#### Task to complete
List each line of the data in which the string "kinds" appears.

#### Saved entries
- - - - -

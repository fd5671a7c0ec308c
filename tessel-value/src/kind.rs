// tessel-value - Container kinds and dispatch
// Copyright (c) 2025 Tom Waddington. MIT licensed.

//! Container classification and the per-kind operation table.
//!
//! Every value is either one of the [`Kind`]s below or "none" (nil, scalars,
//! functions, atoms). Generic collection functions ask a value for its
//! [`Container`] implementation and never inspect the concrete variant.
//!
//! | Kind     | store            | absorb (`conj!`)        | remove | has         |
//! |----------|------------------|-------------------------|--------|-------------|
//! | `Array`  | index, pads      | push back               | -      | index range |
//! | `List`   | -                | push front              | -      | index range |
//! | `Object` | property key     | `[k v]` pair or entries | key    | key         |
//! | `Map`    | any key          | `[k v]` pair or entries | key    | key         |
//! | `Set`    | -                | insert                  | member | member      |
//! | `Lazy`   | -                | -                       | -      | never       |

// Value keys may hold interior-mutable containers
#![allow(clippy::mutable_key_type)]

use std::fmt;

use crate::cells::{ArrayCell, Entries, Items, ListCell, MapCell, Members, ObjectCell, Props, SetCell};
use crate::error::{Error, Result};
use crate::lazy::{Cons, LazySeq};
use crate::value::{Value, property_key};

/// Closed set of container kinds.
#[derive(Debug, Clone, Copy, PartialEq, Eq, Hash)]
pub enum Kind {
    Map,
    Array,
    Object,
    List,
    Set,
    Lazy,
}

impl Kind {
    pub fn name(self) -> &'static str {
        match self {
            Kind::Map => "map",
            Kind::Array => "array",
            Kind::Object => "object",
            Kind::List => "list",
            Kind::Set => "set",
            Kind::Lazy => "lazy-seq",
        }
    }

    /// A fresh, empty container of this kind.
    pub fn empty(self) -> Value {
        match self {
            Kind::Map => Value::Map(MapCell::new(Entries::new())),
            Kind::Array => Value::Array(ArrayCell::new(Items::new())),
            Kind::Object => Value::Object(ObjectCell::new(Props::new())),
            Kind::List => Value::List(ListCell::new(Items::new())),
            Kind::Set => Value::Set(SetCell::new(Members::new())),
            Kind::Lazy => Value::Lazy(LazySeq::empty()),
        }
    }
}

impl fmt::Display for Kind {
    fn fmt(&self, f: &mut fmt::Formatter<'_>) -> fmt::Result {
        f.write_str(self.name())
    }
}

/// Operations every container kind provides.
///
/// Mutating methods work in place through the shared cell; copy-on-write
/// callers pair them with [`Container::shallow_copy`].
pub trait Container {
    fn kind(&self) -> Kind;

    /// A fresh, empty container of the same kind.
    fn empty(&self) -> Value {
        self.kind().empty()
    }

    /// New container of the same kind holding the same entries.
    fn shallow_copy(&self) -> Result<Value>;

    /// Value stored under `key`. Sets answer with the member itself.
    fn lookup(&self, key: &Value) -> Option<Value>;

    /// Set `key` to `val` in place.
    fn store(&self, _key: Value, _val: Value) -> Result<()> {
        Err(unsupported("assoc", self.kind()))
    }

    /// Merge one incoming item in place (the `conj!` step).
    fn absorb(&self, _item: Value) -> Result<()> {
        Err(unsupported("conj!", self.kind()))
    }

    /// Remove `key` (or member) in place.
    fn remove(&self, _key: &Value) -> Result<()> {
        Err(unsupported("dissoc", self.kind()))
    }

    fn has(&self, key: &Value) -> bool;

    /// Number of entries, or `None` when counting requires a walk.
    fn size(&self) -> Option<usize>;
}

fn unsupported(op: &'static str, kind: Kind) -> Error {
    Error::illegal(op, format!("not supported on {}", kind))
}

/// Largest run of nil holes an index store past the end may create.
pub const MAX_ARRAY_GAP: usize = 1 << 16;

/// Non-negative integral index, if `key` is one.
pub fn index_key(key: &Value) -> Option<usize> {
    match key.as_int() {
        Some(n) if n >= 0 => usize::try_from(n).ok(),
        _ => None,
    }
}

/// Split an absorbed map entry `[k v]` into its parts.
fn entry_parts(entry: &Value) -> Result<(Value, Value)> {
    match entry {
        Value::Array(cell) => Ok((
            cell.get(0).unwrap_or(Value::Nil),
            cell.get(1).unwrap_or(Value::Nil),
        )),
        Value::List(cell) => Ok((
            cell.get(0).unwrap_or(Value::Nil),
            cell.get(1).unwrap_or(Value::Nil),
        )),
        other => Err(Error::type_error_in(
            "conj!",
            "[key value] entry",
            other.type_name(),
        )),
    }
}

/// Feed `item` to `put` as entries: an array or list is one `[k v]` pair, anything
/// else is walked as a sequence of pairs.
fn absorb_entries(item: Value, mut put: impl FnMut(Value, Value) -> Result<()>) -> Result<()> {
    if let Value::Array(_) | Value::List(_) = item {
        let (k, v) = entry_parts(&item)?;
        return put(k, v);
    }
    for entry in item.iter()? {
        let (k, v) = entry_parts(&entry?)?;
        put(k, v)?;
    }
    Ok(())
}

// ============================================================================
// Implementations
// ============================================================================

impl Container for ArrayCell {
    fn kind(&self) -> Kind {
        Kind::Array
    }

    fn shallow_copy(&self) -> Result<Value> {
        Ok(Value::Array(self.fork()))
    }

    fn lookup(&self, key: &Value) -> Option<Value> {
        index_key(key).and_then(|i| self.get(i))
    }

    fn store(&self, key: Value, val: Value) -> Result<()> {
        let index = match key {
            Value::Int(n) if n < 0 => {
                return Err(Error::IndexOutOfBounds {
                    index: n,
                    length: self.len(),
                });
            }
            other => index_key(&other).ok_or_else(|| {
                Error::type_error_in("assoc", "non-negative integer index", other.type_name())
            })?,
        };
        let mut items = self.borrow_mut();
        if index > items.len().saturating_add(MAX_ARRAY_GAP) {
            return Err(Error::IndexOutOfBounds {
                index: i64::try_from(index).unwrap_or(i64::MAX),
                length: items.len(),
            });
        }
        if index < items.len() {
            items.set(index, val);
        } else {
            // Sparse stores leave nil holes
            while items.len() < index {
                items.push_back(Value::Nil);
            }
            items.push_back(val);
        }
        Ok(())
    }

    fn absorb(&self, item: Value) -> Result<()> {
        self.push(item);
        Ok(())
    }

    fn has(&self, key: &Value) -> bool {
        index_key(key).is_some_and(|i| i < self.len())
    }

    fn size(&self) -> Option<usize> {
        Some(self.len())
    }
}

impl Container for ListCell {
    fn kind(&self) -> Kind {
        Kind::List
    }

    fn shallow_copy(&self) -> Result<Value> {
        Ok(Value::List(self.fork()))
    }

    fn lookup(&self, key: &Value) -> Option<Value> {
        index_key(key).and_then(|i| self.get(i))
    }

    fn absorb(&self, item: Value) -> Result<()> {
        self.borrow_mut().push_front(item);
        Ok(())
    }

    fn has(&self, key: &Value) -> bool {
        index_key(key).is_some_and(|i| i < self.len())
    }

    fn size(&self) -> Option<usize> {
        Some(self.len())
    }
}

impl Container for ObjectCell {
    fn kind(&self) -> Kind {
        Kind::Object
    }

    fn shallow_copy(&self) -> Result<Value> {
        Ok(Value::Object(self.fork()))
    }

    fn lookup(&self, key: &Value) -> Option<Value> {
        let key = property_key(key)?;
        self.borrow().get(&key).cloned()
    }

    fn store(&self, key: Value, val: Value) -> Result<()> {
        let prop = property_key(&key).ok_or_else(|| {
            Error::type_error_in("assoc", "string, number, or boolean key", key.type_name())
        })?;
        self.borrow_mut().insert(prop, val);
        Ok(())
    }

    fn absorb(&self, item: Value) -> Result<()> {
        absorb_entries(item, |k, v| self.store(k, v))
    }

    fn remove(&self, key: &Value) -> Result<()> {
        if let Some(prop) = property_key(key) {
            self.borrow_mut().shift_remove(&prop);
        }
        Ok(())
    }

    fn has(&self, key: &Value) -> bool {
        property_key(key).is_some_and(|k| self.borrow().contains_key(&k))
    }

    fn size(&self) -> Option<usize> {
        Some(self.borrow().len())
    }
}

impl Container for MapCell {
    fn kind(&self) -> Kind {
        Kind::Map
    }

    fn shallow_copy(&self) -> Result<Value> {
        Ok(Value::Map(self.fork()))
    }

    fn lookup(&self, key: &Value) -> Option<Value> {
        self.borrow().get(key).cloned()
    }

    fn store(&self, key: Value, val: Value) -> Result<()> {
        self.borrow_mut().insert(key, val);
        Ok(())
    }

    fn absorb(&self, item: Value) -> Result<()> {
        absorb_entries(item, |k, v| self.store(k, v))
    }

    fn remove(&self, key: &Value) -> Result<()> {
        self.borrow_mut().shift_remove(key);
        Ok(())
    }

    fn has(&self, key: &Value) -> bool {
        self.borrow().contains_key(key)
    }

    fn size(&self) -> Option<usize> {
        Some(self.borrow().len())
    }
}

impl Container for SetCell {
    fn kind(&self) -> Kind {
        Kind::Set
    }

    fn shallow_copy(&self) -> Result<Value> {
        Ok(Value::Set(self.fork()))
    }

    fn lookup(&self, key: &Value) -> Option<Value> {
        self.borrow().get(key).cloned()
    }

    fn absorb(&self, item: Value) -> Result<()> {
        self.borrow_mut().insert(item);
        Ok(())
    }

    fn remove(&self, key: &Value) -> Result<()> {
        self.borrow_mut().shift_remove(key);
        Ok(())
    }

    fn has(&self, key: &Value) -> bool {
        self.borrow().contains(key)
    }

    fn size(&self) -> Option<usize> {
        Some(self.borrow().len())
    }
}

impl Container for LazySeq {
    fn kind(&self) -> Kind {
        Kind::Lazy
    }

    fn shallow_copy(&self) -> Result<Value> {
        Err(Error::illegal("copy", "cannot copy a lazy sequence"))
    }

    fn lookup(&self, _key: &Value) -> Option<Value> {
        None
    }

    fn has(&self, _key: &Value) -> bool {
        false
    }

    fn size(&self) -> Option<usize> {
        None
    }
}

impl Container for Cons {
    fn kind(&self) -> Kind {
        Kind::Lazy
    }

    fn shallow_copy(&self) -> Result<Value> {
        Err(Error::illegal("copy", "cannot copy a lazy sequence"))
    }

    fn lookup(&self, _key: &Value) -> Option<Value> {
        None
    }

    fn has(&self, _key: &Value) -> bool {
        false
    }

    fn size(&self) -> Option<usize> {
        None
    }
}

- - - - -

#### Written answer
// tessel-value - Container kinds and dispatch
/// Closed set of container kinds.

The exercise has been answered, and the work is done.